If beauty is in the eye of the beholder, do you need a beauty parade?

When it comes to choosing a creative agency, does size really matter?


It is often the case that large organisations will have some PQQ and RFP (Pre-Qualification Questionnaire and Request for Proposal) process set in place by their procurement team for all manner of purchases from widgets to services that the company may require.

However, there is a question to be asked as to whether the PQQ/RFP system is nothing more than a pointless beauty parade when it comes to appointing the services of creative agencies. Blair Enns (Win Without Pitching Founder) in a recent article wrote on this very issue and concluded that as a process, it is certainly not being used as an effective and transparent tool to select a creative partner. He writes “Leah Power and I interviewed a former global marketing procurement chief from a Fortune 100 company who confessed that most of the time when an RFP is issued, they already know who they want to work with.” Not only that, he goes on to report that he “heard Kellogg School of Management professor and Negotiate Without Fear author Victoria Medvec advocate to buyers to use RFPs to surface alternatives to the desired solutions as a means of enhancing negotiating position, not as a means of selecting the right solution.

It seems that not only is the process itself becoming nothing more than a tick box exercise, it is also a means of being able to negotiate over the value of the contract. This suggests that one creative agency is fairly interchangeable with another, but these dynamics change when considering specialised firms with years of experience. How do you compare the value of a generalist agency to one that specialises in your sector with over 30 years’ experience?

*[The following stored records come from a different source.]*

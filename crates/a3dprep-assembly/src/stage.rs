//! The orchestrator's stage machine.
//!
//! Stages are an explicit tagged value with a pure transition function, so
//! the sequencing contract is testable without running any pipeline work.

use serde::Serialize;

/// Pipeline stage of an assembly run.
///
/// The success path advances strictly in declaration order and ends at
/// [`Stage::Packaged`]; any fatal stage failure moves the run to
/// [`Stage::Failed`], which has no outgoing transition.
#[derive(Debug, Clone, Copy, PartialEq, Eq, Serialize)]
pub enum Stage {
    /// Request received, nothing derived yet.
    Initialized,
    /// Coordinate frame established from the region of interest.
    FrameEstablished,
    /// Elevation grid produced on the frame.
    ElevationReady,
    /// Land-cover grid produced on the same frame.
    LandCoverReady,
    /// Forcing stations selected and materialized.
    StationsReady,
    /// Package validated and written; terminal success state.
    Packaged,
    /// A fatal error aborted the run; terminal failure state.
    Failed,
}

impl Stage {
    /// Next stage on the success path, `None` from a terminal stage.
    pub fn advance(&self) -> Option<Stage> {
        match self {
            Stage::Initialized => Some(Stage::FrameEstablished),
            Stage::FrameEstablished => Some(Stage::ElevationReady),
            Stage::ElevationReady => Some(Stage::LandCoverReady),
            Stage::LandCoverReady => Some(Stage::StationsReady),
            Stage::StationsReady => Some(Stage::Packaged),
            Stage::Packaged | Stage::Failed => None,
        }
    }

    /// Whether the stage is terminal.
    pub fn is_terminal(&self) -> bool {
        matches!(self, Stage::Packaged | Stage::Failed)
    }
}

impl std::fmt::Display for Stage {
    fn fmt(&self, f: &mut std::fmt::Formatter<'_>) -> std::fmt::Result {
        let name = match self {
            Stage::Initialized => "initialized",
            Stage::FrameEstablished => "frame-established",
            Stage::ElevationReady => "elevation-ready",
            Stage::LandCoverReady => "land-cover-ready",
            Stage::StationsReady => "stations-ready",
            Stage::Packaged => "packaged",
            Stage::Failed => "failed",
        };
        f.write_str(name)
    }
}

#[cfg(test)]
mod tests {
    use super::*;

    #[test]
    fn success_path_visits_every_stage_once() {
        let mut stage = Stage::Initialized;
        let mut visited = vec![stage];
        while let Some(next) = stage.advance() {
            stage = next;
            visited.push(stage);
        }
        assert_eq!(
            visited,
            vec![
                Stage::Initialized,
                Stage::FrameEstablished,
                Stage::ElevationReady,
                Stage::LandCoverReady,
                Stage::StationsReady,
                Stage::Packaged,
            ]
        );
    }

    #[test]
    fn terminal_stages_do_not_advance() {
        assert_eq!(Stage::Packaged.advance(), None);
        assert_eq!(Stage::Failed.advance(), None);
        assert!(Stage::Packaged.is_terminal());
        assert!(Stage::Failed.is_terminal());
        assert!(!Stage::ElevationReady.is_terminal());
    }
}
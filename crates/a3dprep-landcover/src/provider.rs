//! Land-cover provider: categorical source raster in, frame-aligned grid out.

use crate::source::{LandCoverSource, SourceRaster};
use crate::Result;
use a3dprep_grid::{CoordinateFrame, LandCoverGrid, NODATA_CLASS};
use std::collections::BTreeMap;
use tracing::info;

/// Resamples a categorical source onto a coordinate frame.
///
/// Categorical data must never be averaged: a cell is assigned the majority
/// class of the source pixels it covers, falling back to a nearest-neighbor
/// sample when the source is coarser than the frame. Source codes are
/// resolved through the source's class mapping, and any code without a
/// mapping fails the whole fetch.
pub struct LandCoverProvider<'a> {
    source: &'a dyn LandCoverSource,
}

impl<'a> LandCoverProvider<'a> {
    /// Create a provider over a land-cover source.
    pub fn new(source: &'a dyn LandCoverSource) -> Self {
        Self { source }
    }

    /// Produce the land-cover grid for a frame.
    ///
    /// The output grid matches `frame` exactly; its legend is the class set
    /// of the source's mapping.
    pub fn fetch_land_cover(&self, frame: &CoordinateFrame) -> Result<LandCoverGrid> {
        let (min_x, min_y, max_x, max_y) = frame.extent();
        let raster = self
            .source
            .fetch_region(min_x, min_y, max_x, max_y, frame.epsg)?;
        let classes = self.source.class_map();
        info!(
            source_pixels = raster.width * raster.height,
            %frame,
            "rasterizing land cover onto frame"
        );

        let mut data = vec![NODATA_CLASS; frame.cell_count()];
        for row in 0..frame.nrows {
            for col in 0..frame.ncols {
                let code = match majority_class(&raster, frame, col, row)? {
                    Some(source_code) => Some(source_code),
                    None => {
                        // Source coarser than the frame: no pixel center falls
                        // inside the cell, so sample at the cell center.
                        let (cx, cy) = frame.cell_center(col, row);
                        raster.sample_nearest(cx, cy)
                    }
                };
                if let Some(source_code) = code {
                    data[frame.index(col, row)] = classes.resolve(source_code)?;
                }
            }
        }

        Ok(LandCoverGrid::new(*frame, data, classes.legend())?)
    }
}

/// Majority source class among the pixels whose centers fall inside a cell.
///
/// Ties are broken toward the smallest code so the result is deterministic.
/// Returns `Ok(None)` when no pixel center lies inside the cell.
fn majority_class(
    raster: &SourceRaster,
    frame: &CoordinateFrame,
    col: usize,
    row: usize,
) -> Result<Option<i32>> {
    let cell_min_x = frame.origin_x + col as f64 * frame.cell_size;
    let cell_max_x = cell_min_x + frame.cell_size;
    let cell_max_y = frame.origin_y + (frame.nrows - row) as f64 * frame.cell_size;
    let cell_min_y = cell_max_y - frame.cell_size;

    let pw = raster.pixel_width();
    let ph = raster.pixel_height();

    // Pixel centers: x = min_x + (px + 0.5) * pw, y = max_y - (py + 0.5) * ph.
    let px_lo = ((cell_min_x - raster.min_x) / pw - 0.5).ceil().max(0.0) as usize;
    let px_hi = ((cell_max_x - raster.min_x) / pw - 0.5).floor();
    let py_lo = ((raster.max_y - cell_max_y) / ph - 0.5).ceil().max(0.0) as usize;
    let py_hi = ((raster.max_y - cell_min_y) / ph - 0.5).floor();

    if px_hi < 0.0 || py_hi < 0.0 {
        return Ok(None);
    }
    let px_hi = (px_hi as usize).min(raster.width.saturating_sub(1));
    let py_hi = (py_hi as usize).min(raster.height.saturating_sub(1));
    if px_lo > px_hi || py_lo > py_hi {
        return Ok(None);
    }

    let mut counts: BTreeMap<i32, usize> = BTreeMap::new();
    for py in py_lo..=py_hi {
        for px in px_lo..=px_hi {
            if let Some(code) = raster.get(px, py) {
                *counts.entry(code).or_insert(0) += 1;
            }
        }
    }
    // BTreeMap iterates in ascending code order, so the first maximum wins
    // and ties resolve toward the smallest code.
    let mut best: Option<(i32, usize)> = None;
    for (code, count) in counts {
        match best {
            Some((_, best_count)) if count <= best_count => {}
            _ => best = Some((code, count)),
        }
    }
    Ok(best.map(|(code, _)| code))
}

#[cfg(test)]
mod tests {
    use super::*;
    use crate::legend::ClassMap;
    use crate::source::ConstantLandCoverSource;
    use crate::{LandCoverError, Result};
    use a3dprep_grid::Roi;

    /// In-memory source handing out a prepared raster.
    struct FixedSource {
        raster: SourceRaster,
        classes: ClassMap,
    }

    impl LandCoverSource for FixedSource {
        fn fetch_region(
            &self,
            _min_x: f64,
            _min_y: f64,
            _max_x: f64,
            _max_y: f64,
            _epsg: u32,
        ) -> Result<SourceRaster> {
            Ok(self.raster.clone())
        }

        fn class_map(&self) -> ClassMap {
            self.classes.clone()
        }
    }

    fn frame_2x2() -> CoordinateFrame {
        let roi = Roi::new(0.0, 0.0, 100.0, 100.0, 2056).unwrap();
        CoordinateFrame::from_roi(&roi, 50.0).unwrap()
    }

    #[test]
    fn majority_wins_within_each_cell() {
        // 4x4 source over a 2x2 frame: each cell sees a 2x2 pixel block.
        // North-west block is three forest (41) and one rock (51).
        #[rustfmt::skip]
        let data = vec![
            41, 41, 51, 51,
            41, 51, 51, 51,
            21, 21, 61, 21,
            21, 21, 21, 21,
        ];
        let source = FixedSource {
            raster: SourceRaster {
                data,
                width: 4,
                height: 4,
                min_x: 0.0,
                min_y: 0.0,
                max_x: 100.0,
                max_y: 100.0,
                nodata: None,
            },
            classes: ClassMap::lc27(),
        };
        let grid = LandCoverProvider::new(&source)
            .fetch_land_cover(&frame_2x2())
            .unwrap();

        assert_eq!(grid.get(0, 0), Some(5)); // forest majority -> mixed forest
        assert_eq!(grid.get(1, 0), Some(15)); // rock majority
        assert_eq!(grid.get(0, 1), Some(7)); // grassland -> pasture
        assert_eq!(grid.get(1, 1), Some(7)); // grassland outvotes water
    }

    #[test]
    fn ties_resolve_to_smallest_code() {
        // Every cell sees two water pixels (61) and two glacier pixels (62).
        #[rustfmt::skip]
        let data = vec![
            61, 62, 61, 62,
            62, 61, 62, 61,
            61, 62, 61, 62,
            62, 61, 62, 61,
        ];
        let source = FixedSource {
            raster: SourceRaster {
                data,
                width: 4,
                height: 4,
                min_x: 0.0,
                min_y: 0.0,
                max_x: 100.0,
                max_y: 100.0,
                nodata: None,
            },
            classes: ClassMap::lc27(),
        };
        let grid = LandCoverProvider::new(&source)
            .fetch_land_cover(&frame_2x2())
            .unwrap();
        // 61 resolves to water (1); the tie never flips to firn (13).
        assert_eq!(grid.values(), &[1, 1, 1, 1]);
    }

    #[test]
    fn coarse_source_falls_back_to_nearest() {
        // One source pixel under a 3x3 frame: only the middle cell contains
        // the pixel center, the rest resolve through nearest sampling.
        let roi = Roi::new(0.0, 0.0, 150.0, 150.0, 2056).unwrap();
        let frame = CoordinateFrame::from_roi(&roi, 50.0).unwrap();
        let source = FixedSource {
            raster: SourceRaster {
                data: vec![21],
                width: 1,
                height: 1,
                min_x: 0.0,
                min_y: 0.0,
                max_x: 150.0,
                max_y: 150.0,
                nodata: None,
            },
            classes: ClassMap::lc27(),
        };
        let grid = LandCoverProvider::new(&source).fetch_land_cover(&frame).unwrap();
        assert_eq!(grid.values(), &[7; 9]);
    }

    #[test]
    fn unknown_source_code_is_fatal() {
        let source = FixedSource {
            raster: SourceRaster {
                data: vec![41, 41, 41, 99],
                width: 2,
                height: 2,
                min_x: 0.0,
                min_y: 0.0,
                max_x: 100.0,
                max_y: 100.0,
                nodata: None,
            },
            classes: ClassMap::lc27(),
        };
        let err = LandCoverProvider::new(&source)
            .fetch_land_cover(&frame_2x2())
            .unwrap_err();
        assert!(matches!(err, LandCoverError::UnknownCode(99)));
    }

    #[test]
    fn output_codes_all_come_from_the_legend() {
        #[rustfmt::skip]
        let data = vec![
            11, 12, 21, 31,
            41, 51, 61, 62,
            63, 64, 33, 34,
            35, 44, 45, 52,
        ];
        let source = FixedSource {
            raster: SourceRaster {
                data,
                width: 4,
                height: 4,
                min_x: 0.0,
                min_y: 0.0,
                max_x: 100.0,
                max_y: 100.0,
                nodata: None,
            },
            classes: ClassMap::lc27(),
        };
        let grid = LandCoverProvider::new(&source)
            .fetch_land_cover(&frame_2x2())
            .unwrap();
        for code in grid.present_codes() {
            assert!(grid.legend().contains(code), "invented class {code}");
        }
    }

    #[test]
    fn nodata_pixels_leave_nodata_cells() {
        let source = FixedSource {
            raster: SourceRaster {
                data: vec![-1, -1, 21, 21],
                width: 2,
                height: 2,
                min_x: 0.0,
                min_y: 0.0,
                max_x: 100.0,
                max_y: 100.0,
                nodata: Some(-1),
            },
            classes: ClassMap::lc27(),
        };
        let grid = LandCoverProvider::new(&source)
            .fetch_land_cover(&frame_2x2())
            .unwrap();
        // North row is unclassified, south row is pasture.
        assert_eq!(grid.get(0, 0), None);
        assert_eq!(grid.get(1, 0), None);
        assert_eq!(grid.get(0, 1), Some(7));
        assert_eq!(grid.get(1, 1), Some(7));
    }

    #[test]
    fn constant_source_fills_the_frame() {
        let source = ConstantLandCoverSource { code: 15 };
        let grid = LandCoverProvider::new(&source)
            .fetch_land_cover(&frame_2x2())
            .unwrap();
        assert_eq!(grid.values(), &[15, 15, 15, 15]);
        assert_eq!(grid.legend().class_name(15), Some("rock"));
    }

    #[test]
    fn grid_always_matches_the_frame() {
        let frame = frame_2x2();
        let source = ConstantLandCoverSource { code: 21 };
        let grid = LandCoverProvider::new(&source).fetch_land_cover(&frame).unwrap();
        assert!(grid.frame().same_geometry(&frame));
    }
}
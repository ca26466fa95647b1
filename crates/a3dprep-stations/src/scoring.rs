//! Station relevance scoring.
//!
//! Candidates are ranked by a weighted combination of horizontal distance
//! to the region centroid, elevation difference to the mean region
//! elevation, and completeness of their record over the requested range.
//! The weights are a policy choice and are therefore part of the request
//! configuration rather than constants; the defaults below weight distance
//! slightly above the other two terms.

use serde::{Deserialize, Serialize};

/// Elevation difference treated as "completely unrepresentative".
///
/// Differences are normalized against this band before weighting so the
/// elevation term is commensurate with the distance and completeness terms.
pub const ELEVATION_BAND_M: f64 = 1000.0;

/// Weights of the three scoring terms.
#[derive(Debug, Clone, Copy, Serialize, Deserialize)]
pub struct ScoringWeights {
    /// Weight of the horizontal-distance term.
    pub distance: f64,
    /// Weight of the elevation-difference term.
    pub elevation: f64,
    /// Weight of the record-completeness term.
    pub completeness: f64,
}

impl Default for ScoringWeights {
    fn default() -> Self {
        ScoringWeights {
            distance: 0.4,
            elevation: 0.3,
            completeness: 0.3,
        }
    }
}

impl ScoringWeights {
    /// Combined relevance score in `[0, 1]`; higher is better.
    ///
    /// Distance is normalized against the search radius and elevation
    /// difference against [`ELEVATION_BAND_M`]; both saturate at their
    /// normalization bound so an extreme outlier in one term cannot push
    /// the score negative.
    pub fn score(
        &self,
        distance_m: f64,
        search_radius_m: f64,
        elevation_diff_m: f64,
        completeness: f64,
    ) -> f64 {
        let total = self.distance + self.elevation + self.completeness;
        if total <= 0.0 {
            return 0.0;
        }
        let distance_term = 1.0 - (distance_m / search_radius_m).clamp(0.0, 1.0);
        let elevation_term = 1.0 - (elevation_diff_m.abs() / ELEVATION_BAND_M).clamp(0.0, 1.0);
        let completeness_term = completeness.clamp(0.0, 1.0);

        (self.distance * distance_term
            + self.elevation * elevation_term
            + self.completeness * completeness_term)
            / total
    }
}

Taking the process itself, in a Marketing Profs article from 2020 they reference 2019 research from Loopio which shows that of 500 companies surveyed, the average time it takes to create and submit an RFP was 10.5 days! Not only that, the average time spent writing a single response averaged 23.8 hours. For the companies placing the RFP/PQQ, there usually follows a raft of queries that they have to answer before receiving the bids and then they have to sift through all the responses to end up with a shortlist to move to the next stage – all of which takes time and resource.

Whilst there are a lot of nuances to the figures in the article, for design agencies wishing to bid for work in this way, larger agencies with significantly more resource will be better placed to not only absorb the cost in responding to the PQQ/RFP, but also to find the time to complete the work in the first instance.

There is an industry devoted solely to writing successful tenders as well as specialist software programmes to help you autocomplete PQQ/RFPs. Again, these come at a cost so micro and small creative agencies have to evaluate the cost/benefit ratio, particularly since, in many instances, the initial PQQ/RFP will not actually get you the contract – it is simply the first phase. If you do make it through this first phase, there often then follows the next stage with further shortlisting involved which might include providing some creative work free of charge. As a small/medium sized creative agency, you need to weigh up whether this is effective use of time when, in reality, the company tends to already have a pretty good idea of which agency they are going to appoint.

Whilst the intention of the process is to reduce risk to the company and weed out agencies that may not meet a certain head count or turnover, points that may be valid when purchasing widgets, when appointing a creative firm this approach can result in throwing out the baby with the bath water.

Creative firms by their nature are very innovative and being small has its benefits in being able to change and flex quickly. In an era of economic down-turn and mobile technology, some have dispensed with the vanity and financial burden of having a high number of full-time staff but operate in a more flexible bespoke way. Whilst specialist retained knowledge is held within a firm with a lower head count, they retain a network of specialist freelance partners that they can bring together and deploy on projects as required. How does a PQQ/RFP accommodate such specialist firms with deep knowledge of a sector, adept at collaborating with clients and the ability to put a specialist team together for your projects?

As Blair Enns concludes “But now that everyone is beginning to acknowledge this RFP nonsense as bullshit, why don’t all parties just drop the pretence and negotiate in good faith instead?